Page:Revue des Deux Mondes - 1915 - tome 29.djvu/584

Le texte de cette page a été corrigé et est conforme au fac-similé.

Le gouvernement italien, celui qui, hier soir, a remis sa démission entre les mains du Roi, avait aboli, le 4 mai, à la veille du Sacre des Mille, le traité de la Triple-Alliance. Ce traité, il l’avait déclaré, en ce qui concerne l’Autriche, caduc et nul. De cette formule même, je puis affirmer l’exactitude ; je répète : caduc et nul.

Le gouvernement d’Italie, celui qui, hier soir, a remis sa démission entre les mains du Roi, avait, en conséquence, pris des accords précis avec un autre groupe de nations, engagemens graves, définitifs, renforcés d’un échange de plans stratégiques, d’un projet d’action militaire combinée.

Telle est la vérité, la vérité indéniable. De ces faits, j’ai eu communication certaine avant de quitter la France où des officiers de notre état-major et de notre marine étaient déjà arrivés et s’étaient mis au travail.

Donc, d’une part, il y avait un traité aboli ; de l’autre, un accord réalisé. D’une part, l’honneur du pays revendiqué ; de l’autre, l’honneur du pays engagé.

La fusion magnanime telle qu’elle a été augurée à Quarto allait s’accomplir. Les discussions se calmaient. La nécessité idéale avait raison de toutes les misères politiques. L’armée était vaillante et confiante. Des exemples de vertus civiques commençaient à resplendir sur le tumulte apaisé. Le bon ferment faisait déjà lever la masse inerte.

Et voici que l’effort douloureux de mois et de mois est interrompu par une agression imprévue et vile. Cette agression est inspirée, excitée, aidée par l’étranger. Elle a pour auteurs un homme d’État italien, des membres du Parlement italien en commerce avec l’étranger, au service de l’étranger, pour avilir, pour asservir, pour déshonorer l’Italie au bénéfice de l’étranger.

Cela est patent, cela est indéniable. Ecoutez. Le chef des malfaiteurs, dont l’âme n’est qu’un froid mensonge articulé de souples astuces, de même que le triste sac du poulpe est muni d’adroits tentacules, le conducteur de la basse entreprise connaissait l’abolition de l’ancien traité. Et il connaissait la constitution du nouveau, l’un et l’autre conclus avec le consentement du Roi.

Donc, il trahit le Roi, il trahit la patrie.

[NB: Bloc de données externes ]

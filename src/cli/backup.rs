//! Backup CLI commands

use clap::Subcommand;
use std::path::PathBuf;

use crate::backup::{BackupManager, RestoreManager};
use crate::config::settings::Settings;
use crate::error::{SitebookError, SitebookResult};
use crate::storage::Storage;

/// Backup subcommands
#[derive(Subcommand)]
pub enum BackupCommands {
    /// Create a new backup
    Create,

    /// List all available backups
    List {
        /// Show detailed information
        #[arg(short, long)]
        verbose: bool,
    },

    /// Restore from a backup
    Restore {
        /// Backup filename or path (use 'latest' for most recent)
        backup: String,

        /// Skip confirmation prompt
        #[arg(short, long)]
        force: bool,
    },

    /// Show information about a specific backup
    Info {
        /// Backup filename or path
        backup: String,
    },

    /// Delete old backups according to retention policy
    Prune {
        /// Skip confirmation prompt
        #[arg(short, long)]
        force: bool,
    },
}

/// Handle a backup command
pub fn handle_backup_command(
    storage: &Storage,
    settings: &Settings,
    cmd: BackupCommands,
) -> SitebookResult<()> {
    let retention = settings.backup_retention.clone();
    let manager = BackupManager::new(storage.paths(), retention.clone());

    match cmd {
        BackupCommands::Create => {
            let (backup_path, deleted) = manager.create_backup_with_retention(storage)?;
            println!("Backup created: {}", file_label(&backup_path));
            println!("Location: {}", backup_path.display());
            if !deleted.is_empty() {
                println!("Pruned {} old backup(s).", deleted.len());
            }
        }

        BackupCommands::List { verbose } => {
            let backups = manager.list_backups()?;

            if backups.is_empty() {
                println!("No backups found.");
                println!("Create one with: sitebook backup create");
                return Ok(());
            }

            println!("Available Backups");
            println!("=================");
            println!();

            for (i, backup) in backups.iter().enumerate() {
                let age = chrono::Utc::now().signed_duration_since(backup.created_at);
                let monthly_marker = if backup.is_monthly { " [monthly]" } else { "" };

                if verbose {
                    println!(
                        "{}. {}{}\n   Created: {}\n   Size: {}\n   Age: {}\n",
                        i + 1,
                        backup.filename,
                        monthly_marker,
                        backup.created_at.format("%Y-%m-%d %H:%M:%S UTC"),
                        format_size(backup.size_bytes),
                        format_duration(age),
                    );
                } else {
                    println!(
                        "  {}. {} ({} ago, {}){}",
                        i + 1,
                        backup.filename,
                        format_duration(age),
                        format_size(backup.size_bytes),
                        monthly_marker,
                    );
                }
            }

            println!();
            println!("Total: {} backup(s)", backups.len());
        }

        BackupCommands::Restore { backup, force } => {
            let backup_path = resolve_backup_path(&manager, &backup)?;

            let restore_manager = RestoreManager::new(storage);
            let validation = restore_manager.validate_backup(&backup_path)?;

            println!("Backup Information");
            println!("==================");
            println!("File: {}", backup_path.display());
            if let Some(date) = validation.backup_date {
                println!("Created: {}", date.format("%Y-%m-%d %H:%M:%S UTC"));
            }
            println!("Status: {}", validation.summary());
            println!();

            if let Some(error) = validation.error {
                return Err(SitebookError::Import(error));
            }

            if !force {
                println!("WARNING: This will overwrite ALL current data!");
                println!("To proceed, run again with --force flag:");
                println!("  sitebook backup restore {} --force", backup);
                return Ok(());
            }

            println!("Creating backup of current data before restore...");
            let pre_restore = manager.create_backup(storage)?;
            println!("Pre-restore backup saved: {}", file_label(&pre_restore));
            println!();

            let result = restore_manager.restore_from_file(&backup_path)?;
            println!("Restore complete!");
            println!("{}", result.summary());
        }

        BackupCommands::Info { backup } => {
            let backup_path = resolve_backup_path(&manager, &backup)?;
            let validation = RestoreManager::new(storage).validate_backup(&backup_path)?;
            let metadata = std::fs::metadata(&backup_path)?;

            println!("Backup Details");
            println!("==============");
            println!("File: {}", backup_path.display());
            println!("Size: {}", format_size(metadata.len()));
            match validation.backup_date {
                Some(date) => println!("Created: {}", date.format("%Y-%m-%d %H:%M:%S UTC")),
                None => println!("Created: unknown (older app backup)"),
            }
            if let Some(version) = &validation.schema_version {
                println!("Schema version: {}", version);
            }
            println!();

            if let Some(counts) = &validation.counts {
                println!("Contents:");
                println!("  Incomes:     {}", counts.income_count);
                println!("  Expenses:    {}", counts.expense_count);
                println!("  Vendors:     {}", counts.vendor_count);
                println!("  Workers:     {}", counts.labour_count);
                println!("  Attendance:  {}", counts.attendance_count);
                println!("  Payments:    {}", counts.payment_count);
                println!();
            }
            println!(
                "Status: {}",
                if validation.is_valid() {
                    "Valid"
                } else {
                    "Invalid"
                }
            );
            if let Some(error) = &validation.error {
                println!("  {}", error);
            }
        }

        BackupCommands::Prune { force } => {
            let backups = manager.list_backups()?;
            let (monthly, daily): (Vec<_>, Vec<_>) = backups.iter().partition(|b| b.is_monthly);

            let daily_to_delete = daily.len().saturating_sub(retention.daily_count as usize);
            let monthly_to_delete = monthly
                .len()
                .saturating_sub(retention.monthly_count as usize);
            let total_to_delete = daily_to_delete + monthly_to_delete;

            println!(
                "Retention policy: {} daily, {} monthly",
                retention.daily_count, retention.monthly_count
            );
            println!(
                "Current backups: {} daily, {} monthly",
                daily.len(),
                monthly.len()
            );

            if total_to_delete == 0 {
                println!("No backups to prune.");
                return Ok(());
            }

            println!(
                "To be deleted: {} daily, {} monthly ({} total)",
                daily_to_delete, monthly_to_delete, total_to_delete
            );
            println!();

            if !force {
                println!("To delete old backups, run again with --force flag:");
                println!("  sitebook backup prune --force");
                return Ok(());
            }

            let deleted = manager.enforce_retention()?;
            println!("Deleted {} backup(s).", deleted.len());
        }
    }

    Ok(())
}

fn file_label(path: &std::path::Path) -> String {
    path.file_name()
        .map(|s| s.to_string_lossy().to_string())
        .unwrap_or_else(|| path.display().to_string())
}

/// Resolve `latest`, a file name in the backup directory, or a path
fn resolve_backup_path(manager: &BackupManager, backup: &str) -> SitebookResult<PathBuf> {
    if backup.eq_ignore_ascii_case("latest") {
        return manager
            .get_latest_backup()?
            .map(|b| b.path)
            .ok_or_else(|| SitebookError::not_found("Backup", "latest"));
    }

    if let Some(info) = manager.get_backup(backup)? {
        return Ok(info.path);
    }

    let path = PathBuf::from(backup);
    if path.exists() {
        return Ok(path);
    }

    let with_ext = manager.backup_dir().join(format!("{}.json", backup));
    if with_ext.exists() {
        return Ok(with_ext);
    }

    Err(SitebookError::not_found("Backup", backup))
}

/// Format a duration in human-readable form
fn format_duration(duration: chrono::Duration) -> String {
    let total_seconds = duration.num_seconds();

    if total_seconds < 60 {
        return format!("{}s", total_seconds);
    }

    let minutes = total_seconds / 60;
    if minutes < 60 {
        return format!("{}m", minutes);
    }

    let hours = minutes / 60;
    if hours < 24 {
        return format!("{}h", hours);
    }

    let days = hours / 24;
    if days < 30 {
        return format!("{}d", days);
    }

    format!("{}mo", days / 30)
}

fn format_size(bytes: u64) -> String {
    const KB: u64 = 1024;
    const MB: u64 = KB * 1024;

    if bytes >= MB {
        format!("{:.1} MB", bytes as f64 / MB as f64)
    } else if bytes >= KB {
        format!("{:.1} KB", bytes as f64 / KB as f64)
    } else {
        format!("{} B", bytes)
    }
}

Contre le Roi, contre la patrie, il sert l’étranger. Il est coupable de trahison. Et ce n’est pas là une manière injurieuse de m’exprimer, ce n’est pas un abus de style polémique, mais la réalité, mais la vérité, selon la forme la plus notoire de ce crime.

Voilà ce que nous devons démontrer au pays, ce que nous devons imprimer dans la conscience de la nation.

Écoutez. Ecoutez. La patrie est en danger. La patrie est sur le point d’aller à sa perte. Pour la sauver d’une ruine et d’une ignominie irréparables, chacun de nous a le devoir de se donner lui-même tout entier et de s’armer de toutes les armes.

Un ministère formé par le signor Bülow ne semble pas avoir l’approbation du roi d’Italie. Mais, gras ou maigres, les serviteurs du signor Bülow ne se résigneront pas.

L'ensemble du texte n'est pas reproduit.